YOUR GOAL: Copy out every line of the data where the word "unregister" is found.

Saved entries
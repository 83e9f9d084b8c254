//! Data Model
//!
//! Immutable snapshot types shared between the engine and its collaborators:
//! finished measurement trees, scalar samples, environment facts, and the
//! bounded history buffer used by the sampler.

mod hierarchical;
mod ring_buffer;
mod scalar;

pub use hierarchical::{intern, CorrelationId, HierarchicalData, HierarchicalDataRoot};
pub use ring_buffer::RingBuffer;
pub use scalar::{EnvironmentData, ScalarDataPoint};
// =============================================================================
// Shared Hierarchy
// =============================================================================

/// A hierarchy bound to its thread, together with what it needs to dispatch
/// and unregister itself. Borrows of the inner state are never held while
/// calling out to listeners, so sinks may start new measurements.
pub(crate) struct SharedHierarchy {
    pub engine_id: u64,
    listener: Arc<dyn HierarchyListener + Send + Sync>,
    state: RefCell<MeasurementHierarchy>,
}

impl SharedHierarchy {
    pub fn new(
        engine_id: u64,
        listener: Arc<dyn HierarchyListener + Send + Sync>,
        hierarchy: MeasurementHierarchy,
    ) -> Rc<Self> {
        Rc::new(Self {
            engine_id,
            listener,
            state: RefCell::new(hierarchy),
        })
    }

    pub fn state(&self) -> std::cell::RefMut<'_, MeasurementHierarchy> {
        self.state.borrow_mut()
    }

    pub fn timer(&self) -> Arc<dyn Timer> {
        self.state.borrow().timer().clone()
    }

    pub fn report(&self, message: &str, identifier: &str) {
        self.state.borrow().report(message, identifier);
    }

    pub fn notify_started(&self, identifier: &str) {
        self.listener.on_started(identifier);
    }

    pub fn finish(self: &Rc<Self>, measurement: &MeasurementRef) {
        let outcome = self.state.borrow_mut().finish(measurement);
        self.apply(outcome);
    }

    /// Force-close and unregister this hierarchy
    pub fn kill(self: &Rc<Self>) {
        let root = self.state.borrow_mut().kill();
        self.apply(Finished {
            complete: true,
            root,
        });
    }

    pub fn release_if_empty(self: &Rc<Self>) {
        if self.state.borrow().is_empty() {
            context::release(self);
        }
    }

    fn apply(self: &Rc<Self>, outcome: Finished) {
        if outcome.complete {
            context::release(self);
        }
        if let Some(root) = outcome.root {
            self.listener.on_finished(root);
        }
    }
}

WRITTEN SOLUTION:
/// and unregister itself. Borrows of the inner state are never held while
    /// Force-close and unregister this hierarchy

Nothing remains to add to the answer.